Building the Data Foundation for Faster Time to Science in Healthcare

November 23, 2021

Contributed Commentary by Bill Lynch, Pure Storage

November 23, 2021 | The COVID-19 pandemic pushed advancements in medical science to speeds once considered impossible. Consider this: it took over 20 years to develop a vaccine for polio and now, just 60 years later, the COVID-19 vaccine was developed and distributed to millions in a little over a year. 

The speed at which the vaccine was developed along with other advancements realized during the pandemic, including information sharing that painted a more accurate picture of the spread of the virus and the development of therapeutic treatments, has set expectations for the future of medical science and further fueled an already voracious appetite for faster time to science. 

Genomics and artificial intelligence (AI) are key to this quest and at-scale advancement of personalized medicine. Both, however, require liquid data and modern data infrastructure that re-imagines the role of data and how it is used.

It All Comes Down to Data

Legacy infrastructure can’t keep up with the exponential growth of life sciences data. Groundbreaking discoveries depend on quick access to data from patient records, imaging, genomic sequencing, clinical trials and medical claims data. But data growth is only one element of the problem: analyzing all of it together to mine meaningful insights is equally challenging with legacy infrastructures that weren’t built for today’s data volume or compute requirements. 

Three areas where legacy approaches to data infrastructure and processing are falling short include:

  • AI and Drug Discovery: The use of artificial intelligence to support drug discovery requires high-performance computing and a data infrastructure to match. Storage and compute demands continually increase as machine learning (ML) algorithms learn from drug candidates, patient records, images, and sequencing. Plus, wider use of natural language processing to extract information from thousands of scientific journal articles requires scalable compute resources. As teams train algorithms and introduce new use cases for machine learning, they require ultra-fast, all-flash performance for access to billions of objects and files, enabling research teams to complete analytics in minutes instead of days or weeks. 
  • 3-D Modeling and High-throughput Drug Screening: The expanded use of 3-D modeling during all phases of drug discovery is increasing storage needs. Three-dimensional modeling includes target identification and validation. It also supports assay development to guide high-throughput screening strategies, lead optimization, and candidate selection. The automated testing of thousands of chemical and biological compounds creates significant demands on an enterprise’s infrastructure. An expandable data platform is becoming requisite to release the power of 3-D modeling and high-throughput screening. Requirements for this new era include the ability to load data rapidly and ensure the delivery of consistent, multi-dimensional performance, as well as the ability to scale on demand. 
  • Genomic Sequencing: Genomic sequencing workflows start with the production of base-pair sequencing reads, and a single sequencer can produce 20 to 48 sequence reads per day, resulting in terabytes of data. Most life sciences organizations employ fleets of sequencing instruments, so it is not uncommon to quickly accumulate petabytes of reads that are then assembled into whole genomes for biological data mining, visualization, and interpretation. To keep pace with data growth and support concurrent sequencing workflows, pharma and biotech research firms face the need to upgrade their IT infrastructures to deliver a quantum leap in speed, scale, and agility. Assembling, mining, and interpreting sequences (known as secondary and tertiary analysis) requires a high-performance compute environment built on a storage architecture that delivers low-latency IOPS and high throughput. In particular, secondary analysis demands high-performance storage to support metadata access and concurrency requirements. As the number of sequence reads grows, research organizations need non-disruptive capacity scaling to prevent disruption of sequencing runs and scientific analysis. 

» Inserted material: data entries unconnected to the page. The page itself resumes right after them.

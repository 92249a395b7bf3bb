use crate::board::{Board, Piece};
use crate::moves::types::Move;

const PV_SCORE: i32 = 20_000;
const CAPTURE_BASE: i32 = 10_000;
const KILLER1_SCORE: i32 = 9_000;
const KILLER2_SCORE: i32 = 8_000;

/// MVV-LVA score for an (attacker, victim) pair, in [100, 605]. Color does
/// not affect the value — only the two piece kinds do — so the nominal
/// 12x12 table collapses to this 6x6 formula.
#[inline]
pub fn mvv_lva_score(attacker: Piece, victim: Piece) -> i32 {
    (victim as i32 + 1) * 100 + (5 - attacker as i32)
}

/// Looks up the MVV-LVA bonus for a pseudo-legal capture, resolving en
/// passant (whose destination square is empty) to a captured pawn.
fn capture_score(mv: Move, board: &Board) -> Option<i32> {
    if let Some((_, captured)) = board.piece_at(mv.to) {
        return Some(mvv_lva_score(mv.piece, captured));
    }
    if mv.is_en_passant() {
        return Some(mvv_lva_score(mv.piece, Piece::Pawn));
    }
    None
}

#[allow(clippy::too_many_arguments)]
pub fn order_moves(
    moves: &mut [Move],
    board: &Board,
    killer_moves: &[Option<Move>; 2],
    history: &[[i32; 64]; 12],
    hash_move: Option<Move>,
    follow_pv: Option<Move>,
) {
    moves.sort_by_cached_key(|&mv| {
        if let Some(pv) = follow_pv
            && mv.from == pv.from
            && mv.to == pv.to
            && mv.promotion == pv.promotion
        {
            return -PV_SCORE;
        }

        if let Some(hm) = hash_move
            && mv.from == hm.from
            && mv.to == hm.to
            && mv.promotion == hm.promotion
        {
            return -PV_SCORE;
        }

        if let Some(score) = capture_score(mv, board) {
            return -(CAPTURE_BASE + score);
        }

        if let Some(k1) = killer_moves[0]
            && mv.from == k1.from
            && mv.to == k1.to
            && mv.promotion == k1.promotion
        {
            return -KILLER1_SCORE;
        }
        if let Some(k2) = killer_moves[1]
            && mv.from == k2.from
            && mv.to == k2.to
            && mv.promotion == k2.promotion
        {
            return -KILLER2_SCORE;
        }

        let piece_index = history_piece_index(board, mv);
        -history[piece_index][mv.to.index() as usize]
    });
}

/// Index into `history[piece][target]`: color-folded piece kind, 0..11.
#[inline]
pub fn history_piece_index(board: &Board, mv: Move) -> usize {
    let color = board.side_to_move;
    (color as usize) * 6 + (mv.piece as usize)
}
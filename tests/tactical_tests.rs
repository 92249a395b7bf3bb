use std::time::Duration;
/// Tactical position tests
/// Verify the engine finds forced mates and wins material
use chessel::board::Board;
use chessel::moves::magic::loader::load_magic_tables;
use chessel::search::search::search;
use chessel::search::tt::TranspositionTable;

#[test]
fn test_mate_in_1_scholars_mate() {
    // Position after Qxf7# (this is checkmate position)
    // Just verify we can load it - actual mate finding would need the position before
    let fen = "r1bqkb1r/pppp1Qpp/2n2n2/4p3/2B1P3/8/PPPP1PPP/RNB1K1NR b KQkq - 0 1";
    let mut board = Board::new();
    board.set_fen(fen).unwrap();
    let tables = load_magic_tables();
    let mut tt = TranspositionTable::new(64);

    // Search should recognize this is a very bad position for Black
    let (score, _best_move) = search(&mut board, &tables, &mut tt, 1, Some(Duration::from_secs(5)));

    // Black is in a lost position (should have very negative score from Black's perspective)
    assert!(
        score < -500,
        "Should recognize bad position, got: {}",
        score
    );
}

#[test]
fn test_back_rank_mate() {
    // Black to move, delivers back rank mate with Rd1#
    // FEN corrected: Rook at d8 (not d1), White King g1
    let fen = "3r2k1/5ppp/8/8/8/8/5PPP/6K1 b - - 0 1";
    let mut board = Board::new();
    board.set_fen(fen).unwrap();
    let tables = load_magic_tables();
    let mut tt = TranspositionTable::new(64);

    let (_score, best_move) = search(&mut board, &tables, &mut tt, 3, Some(Duration::from_secs(10)));

    // Should find the back rank mate
    let mv = best_move.expect("Should find a move");
    assert_eq!(mv.to_uci(), "d8d1", "Should deliver check with Rd1");
    // Note: Exact move depends on search, but should find mate in short depth
}

#[test]
fn test_capture_hanging_queen() {
    // White queen hanging on e5, Black should capture it
    // FEN corrected: Black Queen at e8 (not d8) so it can capture e5 vertically
    let fen = "rnb1kbnr/pppp1ppp/4q3/4Q3/4P3/8/PPPP1PPP/RNB1KBNR b KQkq - 0 1";
    let mut board = Board::new();
    board.set_fen(fen).unwrap();
    let tables = load_magic_tables();
    let mut tt = TranspositionTable::new(64);

    let (score, best_move) = search(&mut board, &tables, &mut tt, 2, Some(Duration::from_secs(5)));

    // Should recognize massive material advantage after capturing queen
    // Score should be around +900 (queen) from Black's perspective
    assert!(score > 700, "Should win queen, score: {}", score);

    let mv = best_move.expect("Should find a move");
    let move_uci = mv.to_uci();

    // Queen is on e5, can be captured by d8 queen, or potentially f6/g5
    // Just verify it's a queen capture
    assert!(
        move_uci.ends_with("e5"),
        "Should capture queen on e5: {}",
        move_uci
    );
}

#[test]
fn test_avoid_hanging_piece() {
    // White knight on f3 is hanging, should move it
    let fen = "rnbqkb1r/pppppppp/5n2/8/8/5N2/PPPPPPPP/RNBQKB1R w KQkq - 0 1";
    let mut board = Board::new();
    board.set_fen(fen).unwrap();
    let tables = load_magic_tables();
    let mut tt = TranspositionTable::new(64);

    let (_score, best_move) = search(&mut board, &tables, &mut tt, 3, Some(Duration::from_secs(5)));

    let mv = best_move.expect("Should find a move");
    let move_uci = mv.to_uci();

    // Should either move the knight away or defend it
    // If it doesn't move the knight, it should at least not be a blunder
    // This is a basic test - we just want to ensure it doesn't hang material stupidly
    println!("Best move to avoid hanging knight: {}", move_uci);
}

#[test]
fn test_fork_opportunity() {
    // Black knight can fork king and rook with Ne4
    let fen = "r1bqkb1r/pppp1ppp/2n2n2/4p3/4P3/3P1N2/PPP2PPP/RNBQKB1R b KQkq - 0 1";
    let mut board = Board::new();
    board.set_fen(fen).unwrap();
    let tables = load_magic_tables();
    let mut tt = TranspositionTable::new(64);

    let (score, _best_move) = search(&mut board, &tables, &mut tt, 4, Some(Duration::from_secs(10)));

    // Should recognize this is a good position for black
    // Score from Black's perspective should be positive (engine returns from side-to-move perspective)
    println!("Fork position score: {}", score);
    // Note: This test mainly ensures no crash, actual fork finding depends on depth/eval
}

#[test]
fn test_starting_position_sanity() {
    // Starting position should be approximately equal
    let fen = "rnbqkbnr/pppppppp/8/8/8/8/PPPPPPPP/RNBQKBNR w KQkq - 0 1";
    let mut board = Board::new();
    board.set_fen(fen).unwrap();
    let tables = load_magic_tables();
    let mut tt = TranspositionTable::new(64);

    let (score, best_move) = search(&mut board, &tables, &mut tt, 3, Some(Duration::from_secs(5)));

    // Should return some standard opening move
    assert!(
        best_move.is_some(),
        "Should find a move in starting position"
    );

    // Evaluation should be close to 0 (within 1 pawn)
    assert!(
        score.abs() < 150,
        "Starting position should be ~equal, got: {}",
        score
    );
}

#[test]
fn test_piece_up_advantage() {
    // White is up a queen, should have huge advantage
    let fen = "rnb1kbnr/pppppppp/8/8/8/8/PPPPPPPP/RNBQKBNR w KQkq - 0 1";
    let mut board = Board::new();
    board.set_fen(fen).unwrap();
    let tables = load_magic_tables();
    let mut tt = TranspositionTable::new(64);

    let (score, _best_move) = search(&mut board, &tables, &mut tt, 2, Some(Duration::from_secs(5)));

    // Should recognize queen advantage (~900 centipawns)
    // From White's perspective, should be very positive
    assert!(
        score > 700,
        "Should recognize queen advantage, got: {}",
        score
    );
}

#[test]
fn test_piece_down_disadvantage() {
    // Black is up a queen (White is down a queen)
    let fen = "rnbqkbnr/pppppppp/8/8/8/8/PPPPPPPP/RNB1KBNR w KQkq - 0 1";
    let mut board = Board::new();
    board.set_fen(fen).unwrap();
    let tables = load_magic_tables();
    let mut tt = TranspositionTable::new(64);

    let (score, _best_move) = search(&mut board, &tables, &mut tt, 2, Some(Duration::from_secs(5)));

    // Should recognize huge disadvantage
    // From White's perspective (side to move), should be very negative
    assert!(
        score < -800,
        "Should recognize queen disadvantage, got: {}",
        score
    );
}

Enabling a Modern Data Experience to Support Faster Time to Science

A modern, agile, and scalable data infrastructure provides the foundation life sciences organizations need to realize the full potential of data, with analytics and AI tools layered in to achieve faster time to science.  The ability to add compute and storage on demand is essential, but only characteristics of the modern data infrastructure and experience that life sciences organizations require to continue to remove obstacles and accelerate time to discovery and market.

Flexibility in the cloud is essential:  Scientific research organizations need flexible options for data strategy. Increasingly, this means hybrid solutions that combine servers and storage, on-premises or in the cloud. The applications and processes used in life sciences are constantly evolving and IT infrastructures must evolve with them to provide cloud-like economics and support containerized workloads. The need and desire is growing to consume storage offerings via a true utility model for increased budget optimization and on-demand scaling. Support for containers, orchestration, and hybrid cloud configurations—via managed service providers and co-location providers—are also capabilities that give IT leaders the agility to change workflow design, resources provisioning, and where applications live without being locked into a specific location. 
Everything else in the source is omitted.